◆ Assignment: As you work through the listing, transcribe every line exactly as it reads.
————
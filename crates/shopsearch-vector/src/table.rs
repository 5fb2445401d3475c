//! LanceDB connection and table lifecycle helpers.

use arrow_array::RecordBatchIterator;
use lancedb::{connect, Connection};
use tracing::{debug, info};

use shopsearch_core::error::{Error, Result};
use shopsearch_core::types::IndexSchema;

use crate::schema::{build_arrow_schema, vector_dimension};
use crate::store_err;

pub async fn open_db(uri: &str) -> Result<Connection> {
    connect(uri).execute().await.map_err(store_err)
}

pub async fn table_exists(conn: &Connection, name: &str) -> Result<bool> {
    let names = conn.table_names().execute().await.map_err(store_err)?;
    Ok(names.iter().any(|n| n == name))
}

/// Creates an empty table whose vector column has the schema's dimension.
/// Fails if the table already exists.
pub async fn create_table(conn: &Connection, schema: &IndexSchema) -> Result<()> {
    if table_exists(conn, &schema.name).await? {
        return Err(Error::Store(format!("index '{}' already exists", schema.name)));
    }
    let arrow_schema = build_arrow_schema(schema.vector.dimension)?;
    let iter = RecordBatchIterator::new(vec![].into_iter(), arrow_schema.clone());
    conn.create_table(&schema.name, Box::new(iter)).execute().await.map_err(store_err)?;
    info!(index = %schema.name, dimension = schema.vector.dimension, "created index");
    Ok(())
}

pub async fn drop_table(conn: &Connection, name: &str, ignore_missing: bool) -> Result<()> {
    if !table_exists(conn, name).await? {
        if ignore_missing {
            debug!(index = name, "index absent, nothing to delete");
            return Ok(());
        }
        return Err(Error::NotFound(format!("index '{name}'")));
    }
    conn.drop_table(name, &[]).await.map_err(store_err)?;
    info!(index = name, "deleted index");
    Ok(())
}

pub async fn table_dimension(conn: &Connection, name: &str) -> Result<Option<usize>> {
    if !table_exists(conn, name).await? {
        return Ok(None);
    }
    let table = conn.open_table(name).execute().await.map_err(store_err)?;
    let schema = table.schema().await.map_err(store_err)?;
    vector_dimension(&schema)
        .map(Some)
        .ok_or_else(|| Error::Store(format!("index '{name}' has no vector column")))
}

pub async fn row_count(conn: &Connection, name: &str) -> Result<usize> {
    if !table_exists(conn, name).await? {
        return Err(Error::NotFound(format!("index '{name}'")));
    }
    let table = conn.open_table(name).execute().await.map_err(store_err)?;
    table.count_rows(None).await.map_err(store_err)
}
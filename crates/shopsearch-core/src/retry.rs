//! Bounded retry policy for the startup readiness check.

use serde::{Deserialize, Serialize};
use std::future::Future;
use std::time::Duration;
use tracing::{debug, info, warn};

use crate::error::{Error, Result};
use crate::traits::VectorStore;

#[derive(Debug, Clone, PartialEq, Serialize, Deserialize)]
#[serde(default)]
pub struct RetryPolicy {
    pub max_attempts: u32,
    /// Delay before the second attempt.
    pub delay_ms: u64,
    /// Multiplier applied to the delay after each failed attempt; 1.0 keeps it fixed.
    pub backoff_factor: f64,
}

impl Default for RetryPolicy {
    fn default() -> Self {
        Self { max_attempts: 10, delay_ms: 2_000, backoff_factor: 1.0 }
    }
}

impl RetryPolicy {
    pub fn fixed(max_attempts: u32, delay: Duration) -> Self {
        Self { max_attempts, delay_ms: delay.as_millis() as u64, backoff_factor: 1.0 }
    }

    /// Delay to wait after failed attempt number `attempt` (1-based).
    pub fn delay_after(&self, attempt: u32) -> Duration {
        let factor = self.backoff_factor.max(1.0).powi(attempt.saturating_sub(1) as i32);
        Duration::from_millis((self.delay_ms as f64 * factor) as u64)
    }

    /// Polls `probe` until it reports ready or the attempts run out.
    /// Returns the number of attempts used.
    pub async fn wait_ready<F, Fut>(&self, mut probe: F) -> Result<u32>
    where
        F: FnMut() -> Fut,
        Fut: Future<Output = bool>,
    {
        for attempt in 1..=self.max_attempts {
            if probe().await {
                return Ok(attempt);
            }
            if attempt < self.max_attempts {
                let delay = self.delay_after(attempt);
                debug!(attempt, max_attempts = self.max_attempts, ?delay, "not ready, retrying");
                tokio::time::sleep(delay).await;
            }
        }
        Err(Error::StoreUnreachable { attempts: self.max_attempts })
    }

    pub async fn wait_for_store(&self, store: &dyn VectorStore) -> Result<u32> {
        info!(max_attempts = self.max_attempts, "connecting to vector store");
        let result = self
            .wait_ready(move || async move {
                match store.ping().await {
                    Ok(ready) => ready,
                    Err(e) => {
                        debug!(error = %e, "ping failed");
                        false
                    }
                }
            })
            .await;
        match &result {
            Ok(attempts) => info!(attempts, "vector store ready"),
            Err(e) => warn!(error = %e, "vector store never became ready"),
        }
        result
    }
}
————
◆ Exercise output:
filename crates/shopsearch-vector/src/table.rs
repository 5fb2445401d3475c
//! LanceDB connection and table lifecycle helpers.

use arrow_array::RecordBatchIterator;
use lancedb::{connect, Connection};
use tracing::{debug, info};

use shopsearch_core::error::{Error, Result};
use shopsearch_core::types::IndexSchema;

use crate::schema::{build_arrow_schema, vector_dimension};
use crate::store_err;

pub async fn open_db(uri: &str) -> Result<Connection> {
    connect(uri).execute().await.map_err(store_err)
}

pub async fn table_exists(conn: &Connection, name: &str) -> Result<bool> {
    let names = conn.table_names().execute().await.map_err(store_err)?;
    Ok(names.iter().any(|n| n == name))
}

/// Creates an empty table whose vector column has the schema's dimension.
/// Fails if the table already exists.
pub async fn create_table(conn: &Connection, schema: &IndexSchema) -> Result<()> {
    if table_exists(conn, &schema.name).await? {
        return Err(Error::Store(format!("index '{}' already exists", schema.name)));
    }
    let arrow_schema = build_arrow_schema(schema.vector.dimension)?;
    let iter = RecordBatchIterator::new(vec![].into_iter(), arrow_schema.clone());
    conn.create_table(&schema.name, Box::new(iter)).execute().await.map_err(store_err)?;
    info!(index = %schema.name, dimension = schema.vector.dimension, "created index");
    Ok(())
}

pub async fn drop_table(conn: &Connection, name: &str, ignore_missing: bool) -> Result<()> {
    if !table_exists(conn, name).await? {
        if ignore_missing {
            debug!(index = name, "index absent, nothing to delete");
            return Ok(());
        }
        return Err(Error::NotFound(format!("index '{name}'")));
    }
    conn.drop_table(name, &[]).await.map_err(store_err)?;
    info!(index = name, "deleted index");
    Ok(())
}

pub async fn table_dimension(conn: &Connection, name: &str) -> Result<Option<usize>> {
    if !table_exists(conn, name).await? {
        return Ok(None);
    }
    let table = conn.open_table(name).execute().await.map_err(store_err)?;
    let schema = table.schema().await.map_err(store_err)?;
    vector_dimension(&schema)
        .map(Some)
        .ok_or_else(|| Error::Store(format!("index '{name}' has no vector column")))
}

pub async fn row_count(conn: &Connection, name: &str) -> Result<usize> {
    if !table_exists(conn, name).await? {
        return Err(Error::NotFound(format!("index '{name}'")));
    }
    let table = conn.open_table(name).execute().await.map_err(store_err)?;
    table.count_rows(None).await.map_err(store_err)
}
filename crates/shopsearch-core/src/retry.rs
//! Bounded retry policy for the startup readiness check.

use serde::{Deserialize, Serialize};
use std::future::Future;
use std::time::Duration;
use tracing::{debug, info, warn};

use crate::error::{Error, Result};
use crate::traits::VectorStore;

#[derive(Debug, Clone, PartialEq, Serialize, Deserialize)]
#[serde(default)]
pub struct RetryPolicy {
    pub max_attempts: u32,
    /// Delay before the second attempt.
    pub delay_ms: u64,
    /// Multiplier applied to the delay after each failed attempt; 1.0 keeps it fixed.
    pub backoff_factor: f64,
}

impl Default for RetryPolicy {
    fn default() -> Self {
        Self { max_attempts: 10, delay_ms: 2_000, backoff_factor: 1.0 }
    }
}

impl RetryPolicy {
    pub fn fixed(max_attempts: u32, delay: Duration) -> Self {
        Self { max_attempts, delay_ms: delay.as_millis() as u64, backoff_factor: 1.0 }
    }

    /// Delay to wait after failed attempt number `attempt` (1-based).
    pub fn delay_after(&self, attempt: u32) -> Duration {
        let factor = self.backoff_factor.max(1.0).powi(attempt.saturating_sub(1) as i32);
        Duration::from_millis((self.delay_ms as f64 * factor) as u64)
    }

    /// Polls `probe` until it reports ready or the attempts run out.
    /// Returns the number of attempts used.
    pub async fn wait_ready<F, Fut>(&self, mut probe: F) -> Result<u32>
    where
        F: FnMut() -> Fut,
        Fut: Future<Output = bool>,
    {
        for attempt in 1..=self.max_attempts {
            if probe().await {
                return Ok(attempt);
            }
            if attempt < self.max_attempts {
                let delay = self.delay_after(attempt);
                debug!(attempt, max_attempts = self.max_attempts, ?delay, "not ready, retrying");
                tokio::time::sleep(delay).await;
            }
        }
        Err(Error::StoreUnreachable { attempts: self.max_attempts })
    }

    pub async fn wait_for_store(&self, store: &dyn VectorStore) -> Result<u32> {
        info!(max_attempts = self.max_attempts, "connecting to vector store");
        let result = self
            .wait_ready(move || async move {
                match store.ping().await {
                    Ok(ready) => ready,
                    Err(e) => {
                        debug!(error = %e, "ping failed");
                        false
                    }
                }
            })
            .await;
        match &result {
            Ok(attempts) => info!(attempts, "vector store ready"),
            Err(e) => warn!(error = %e, "vector store never became ready"),
        }
        result
    }
}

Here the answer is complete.